| WORK INSTRUCTION |
Print out the full listing, exactly.

((

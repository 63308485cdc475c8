//! Resolve, build, and test orchestration.
//!
//! Each stage is available on its own for the `resolve`, `build`, and `test`
//! subcommands; [`run_pipeline`] runs them in order and tags any failure with
//! the [`Stage`] that produced it.

use crate::builder::{BinarySources, BuildConfig, BuildOutput, build_packages};
use crate::config::PackagerConfig;
use crate::error::{PackagerError, Result};
use crate::extraction::BinaryExtractor;
use crate::output::{build_message, release_message, test_message, write_stderr_line};
use crate::process::CommandExecutor;
use crate::release::download::ReleaseFetcher;
use crate::release::{Release, resolve_release, static_release};
use crate::tester::{TestConfig, TestOutcome, run_installation_test};
use std::fmt;
use std::io::Write;

/// Pipeline stage, in execution order.
#[derive(Debug, Clone, Copy, PartialEq, Eq)]
pub enum Stage {
    /// Determine the release and its assets.
    Resolve,
    /// Write the wrapper and platform packages.
    Build,
    /// Pack, install, and check the version.
    Test,
}

impl fmt::Display for Stage {
    fn fmt(&self, f: &mut fmt::Formatter<'_>) -> fmt::Result {
        match self {
            Self::Resolve => f.write_str("resolve"),
            Self::Build => f.write_str("build"),
            Self::Test => f.write_str("test"),
        }
    }
}

/// A stage failure.
#[derive(Debug, thiserror::Error)]
#[error("{stage} stage failed: {source}")]
pub struct PipelineError {
    /// The stage that failed.
    pub stage: Stage,
    /// The underlying error.
    #[source]
    pub source: PackagerError,
}

/// External collaborators of the pipeline.
pub struct PipelineDeps<'a> {
    /// Release metadata and asset downloads.
    pub fetcher: &'a dyn ReleaseFetcher,
    /// Archive extraction.
    pub extractor: &'a dyn BinaryExtractor,
    /// Package-manager subprocesses.
    pub executor: &'a dyn CommandExecutor,
}

/// What a complete run produced.
#[derive(Debug, Clone, PartialEq, Eq)]
pub struct PipelineSummary {
    /// The packaged release.
    pub release: Release,
    /// Directories written by the build.
    pub build: BuildOutput,
    /// Result of the installation test.
    pub test: TestOutcome,
}

/// Determine the release to package: resolved remotely when a selector is
/// configured, otherwise assembled from the configured version and targets.
///
/// # Errors
///
/// Returns an error if remote resolution fails.
pub fn resolve_stage(
    config: &PackagerConfig,
    fetcher: &dyn ReleaseFetcher,
) -> Result<Option<Release>> {
    match &config.resolve {
        Some(selector) => resolve_release(fetcher, selector),
        None => Ok(Some(static_release(&config.version, &config.targets))),
    }
}

/// Build packages for `release`.
///
/// # Errors
///
/// Returns any builder error.
pub fn build_stage(
    config: &PackagerConfig,
    release: &Release,
    deps: &PipelineDeps<'_>,
    stderr: &mut dyn Write,
) -> Result<BuildOutput> {
    let sources = BinarySources {
        fetcher: deps.fetcher,
        extractor: deps.extractor,
    };
    let output = build_packages(&BuildConfig::from(config), release, &sources, stderr)?;
    if !config.quiet {
        write_stderr_line(stderr, build_message(&output));
    }
    Ok(output)
}

/// Run the installation test for `version`.
///
/// # Errors
///
/// Returns any tester error.
pub fn test_stage(
    config: &PackagerConfig,
    version: &str,
    executor: &dyn CommandExecutor,
    stderr: &mut dyn Write,
) -> Result<TestOutcome> {
    let outcome = run_installation_test(&TestConfig::new(config, version), executor, stderr)?;
    if !config.quiet {
        write_stderr_line(stderr, test_message(&outcome));
    }
    Ok(outcome)
}

/// Run Resolve, Build, and Test in order.
///
/// Returns `Ok(None)` when resolution finds no release; nothing is built in
/// that case.
///
/// # Errors
///
/// Returns a [`PipelineError`] naming the first stage that failed.
pub fn run_pipeline(
    config: &PackagerConfig,
    deps: &PipelineDeps<'_>,
    stderr: &mut dyn Write,
) -> std::result::Result<Option<PipelineSummary>, PipelineError> {
    log::info!("starting {} stage", Stage::Resolve);
    let Some(release) = resolve_stage(config, deps.fetcher).map_err(at(Stage::Resolve))? else {
        log::warn!("no release to package; nothing to do");
        return Ok(None);
    };
    if !config.quiet {
        write_stderr_line(stderr, release_message(&release));
    }

    log::info!("starting {} stage", Stage::Build);
    let build = build_stage(config, &release, deps, stderr).map_err(at(Stage::Build))?;

    log::info!("starting {} stage", Stage::Test);
    require_built(config, &release).map_err(at(Stage::Test))?;
    let test = test_stage(config, &release.version, deps.executor, stderr)
        .map_err(at(Stage::Test))?;

    log::info!("pipeline finished for {}", release.version);
    Ok(Some(PipelineSummary {
        release,
        build,
        test,
    }))
}

/// The installation test needs the asset package for its target on disk.
fn require_built(config: &PackagerConfig, release: &Release) -> Result<()> {
    let name = config.test_target();
    if release.assets.contains_key(name) {
        Ok(())
    } else {
        Err(PackagerError::TargetNotBuilt {
            name: name.to_owned(),
        })
    }
}

fn at(stage: Stage) -> impl FnOnce(PackagerError) -> PipelineError {
    move |source| PipelineError { stage, source }
}
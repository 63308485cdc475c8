//! User-facing progress lines for the packager CLI.

use crate::builder::BuildOutput;
use crate::release::Release;
use crate::tester::TestOutcome;
use std::io::Write;

/// Write one line to `stderr`, ignoring write failures.
pub fn write_stderr_line(stderr: &mut dyn Write, message: impl std::fmt::Display) {
    if writeln!(stderr, "{message}").is_err() {
        // Best-effort progress output; ignore write failures.
    }
}

/// Describe the release about to be packaged.
///
/// # Example
///
/// ```
/// use bin_release::output::release_message;
/// use bin_release::release::static_release;
///
/// let release = static_release("1.30.0", &["deno-x86_64-pc-windows-msvc".to_owned()]);
/// assert_eq!(release_message(&release), "Packaging Deno 1.30.0 for 1 target");
/// ```
#[must_use]
pub fn release_message(release: &Release) -> String {
    let count = release.assets.len();
    let plural = if count == 1 { "target" } else { "targets" };
    format!("Packaging Deno {} for {count} {plural}", release.version)
}

/// Summarize the directories a build wrote.
#[must_use]
pub fn build_message(output: &BuildOutput) -> String {
    let count = output.asset_dirs.len();
    let plural = if count == 1 { "package" } else { "packages" };
    format!(
        "Wrote wrapper package to {} and {count} platform {plural}",
        output.wrapper_dir
    )
}

/// Summarize the installation test.
#[must_use]
pub fn test_message(outcome: &TestOutcome) -> String {
    match (&outcome.version_line, outcome.layout) {
        (Some(line), Some(layout)) => {
            format!("Installed binary reports `{line}` ({layout} dependency layout)")
        }
        (Some(line), None) => format!("Installed binary reports `{line}`"),
        (None, _) => "Packed archives; installation skipped".to_owned(),
    }
}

))

| WRITTEN ANSWER |
repository 63308485cdc475c8
//! Resolve, build, and test orchestration.
//!
//! Each stage is available on its own for the `resolve`, `build`, and `test`
//! subcommands; [`run_pipeline`] runs them in order and tags any failure with
//! the [`Stage`] that produced it.

use crate::builder::{BinarySources, BuildConfig, BuildOutput, build_packages};
use crate::config::PackagerConfig;
use crate::error::{PackagerError, Result};
use crate::extraction::BinaryExtractor;
use crate::output::{build_message, release_message, test_message, write_stderr_line};
use crate::process::CommandExecutor;
use crate::release::download::ReleaseFetcher;
use crate::release::{Release, resolve_release, static_release};
use crate::tester::{TestConfig, TestOutcome, run_installation_test};
use std::fmt;
use std::io::Write;

/// Pipeline stage, in execution order.
#[derive(Debug, Clone, Copy, PartialEq, Eq)]
pub enum Stage {
    /// Determine the release and its assets.
    Resolve,
    /// Write the wrapper and platform packages.
    Build,
    /// Pack, install, and check the version.
    Test,
}

impl fmt::Display for Stage {
    fn fmt(&self, f: &mut fmt::Formatter<'_>) -> fmt::Result {
        match self {
            Self::Resolve => f.write_str("resolve"),
            Self::Build => f.write_str("build"),
            Self::Test => f.write_str("test"),
        }
    }
}

/// A stage failure.
#[derive(Debug, thiserror::Error)]
#[error("{stage} stage failed: {source}")]
pub struct PipelineError {
    /// The stage that failed.
    pub stage: Stage,
    /// The underlying error.
    #[source]
    pub source: PackagerError,
}

/// External collaborators of the pipeline.
pub struct PipelineDeps<'a> {
    /// Release metadata and asset downloads.
    pub fetcher: &'a dyn ReleaseFetcher,
    /// Archive extraction.
    pub extractor: &'a dyn BinaryExtractor,
    /// Package-manager subprocesses.
    pub executor: &'a dyn CommandExecutor,
}

/// What a complete run produced.
#[derive(Debug, Clone, PartialEq, Eq)]
pub struct PipelineSummary {
    /// The packaged release.
    pub release: Release,
    /// Directories written by the build.
    pub build: BuildOutput,
    /// Result of the installation test.
    pub test: TestOutcome,
}

/// Determine the release to package: resolved remotely when a selector is
/// configured, otherwise assembled from the configured version and targets.
///
/// # Errors
///
/// Returns an error if remote resolution fails.
pub fn resolve_stage(
    config: &PackagerConfig,
    fetcher: &dyn ReleaseFetcher,
) -> Result<Option<Release>> {
    match &config.resolve {
        Some(selector) => resolve_release(fetcher, selector),
        None => Ok(Some(static_release(&config.version, &config.targets))),
    }
}

/// Build packages for `release`.
///
/// # Errors
///
/// Returns any builder error.
pub fn build_stage(
    config: &PackagerConfig,
    release: &Release,
    deps: &PipelineDeps<'_>,
    stderr: &mut dyn Write,
) -> Result<BuildOutput> {
    let sources = BinarySources {
        fetcher: deps.fetcher,
        extractor: deps.extractor,
    };
    let output = build_packages(&BuildConfig::from(config), release, &sources, stderr)?;
    if !config.quiet {
        write_stderr_line(stderr, build_message(&output));
    }
    Ok(output)
}

/// Run the installation test for `version`.
///
/// # Errors
///
/// Returns any tester error.
pub fn test_stage(
    config: &PackagerConfig,
    version: &str,
    executor: &dyn CommandExecutor,
    stderr: &mut dyn Write,
) -> Result<TestOutcome> {
    let outcome = run_installation_test(&TestConfig::new(config, version), executor, stderr)?;
    if !config.quiet {
        write_stderr_line(stderr, test_message(&outcome));
    }
    Ok(outcome)
}

/// Run Resolve, Build, and Test in order.
///
/// Returns `Ok(None)` when resolution finds no release; nothing is built in
/// that case.
///
/// # Errors
///
/// Returns a [`PipelineError`] naming the first stage that failed.
pub fn run_pipeline(
    config: &PackagerConfig,
    deps: &PipelineDeps<'_>,
    stderr: &mut dyn Write,
) -> std::result::Result<Option<PipelineSummary>, PipelineError> {
    log::info!("starting {} stage", Stage::Resolve);
    let Some(release) = resolve_stage(config, deps.fetcher).map_err(at(Stage::Resolve))? else {
        log::warn!("no release to package; nothing to do");
        return Ok(None);
    };
    if !config.quiet {
        write_stderr_line(stderr, release_message(&release));
    }

    log::info!("starting {} stage", Stage::Build);
    let build = build_stage(config, &release, deps, stderr).map_err(at(Stage::Build))?;

    log::info!("starting {} stage", Stage::Test);
    require_built(config, &release).map_err(at(Stage::Test))?;
    let test = test_stage(config, &release.version, deps.executor, stderr)
        .map_err(at(Stage::Test))?;

    log::info!("pipeline finished for {}", release.version);
    Ok(Some(PipelineSummary {
        release,
        build,
        test,
    }))
}

/// The installation test needs the asset package for its target on disk.
fn require_built(config: &PackagerConfig, release: &Release) -> Result<()> {
    let name = config.test_target();
    if release.assets.contains_key(name) {
        Ok(())
    } else {
        Err(PackagerError::TargetNotBuilt {
            name: name.to_owned(),
        })
    }
}

fn at(stage: Stage) -> impl FnOnce(PackagerError) -> PipelineError {
    move |source| PipelineError { stage, source }
}
repository 63308485cdc475c8
//! User-facing progress lines for the packager CLI.

use crate::builder::BuildOutput;
use crate::release::Release;
use crate::tester::TestOutcome;
use std::io::Write;

/// Write one line to `stderr`, ignoring write failures.
pub fn write_stderr_line(stderr: &mut dyn Write, message: impl std::fmt::Display) {
    if writeln!(stderr, "{message}").is_err() {
        // Best-effort progress output; ignore write failures.
    }
}

/// Describe the release about to be packaged.
///
/// # Example
///
/// ```
/// use bin_release::output::release_message;
/// use bin_release::release::static_release;
///
/// let release = static_release("1.30.0", &["deno-x86_64-pc-windows-msvc".to_owned()]);
/// assert_eq!(release_message(&release), "Packaging Deno 1.30.0 for 1 target");
/// ```
#[must_use]
pub fn release_message(release: &Release) -> String {
    let count = release.assets.len();
    let plural = if count == 1 { "target" } else { "targets" };
    format!("Packaging Deno {} for {count} {plural}", release.version)
}

/// Summarize the directories a build wrote.
#[must_use]
pub fn build_message(output: &BuildOutput) -> String {
    let count = output.asset_dirs.len();
    let plural = if count == 1 { "package" } else { "packages" };
    format!(
        "Wrote wrapper package to {} and {count} platform {plural}",
        output.wrapper_dir
    )
}

/// Summarize the installation test.
#[must_use]
pub fn test_message(outcome: &TestOutcome) -> String {
    match (&outcome.version_line, outcome.layout) {
        (Some(line), Some(layout)) => {
            format!("Installed binary reports `{line}` ({layout} dependency layout)")
        }
        (Some(line), None) => format!("Installed binary reports `{line}`"),
        (None, _) => "Packed archives; installation skipped".to_owned(),
    }
}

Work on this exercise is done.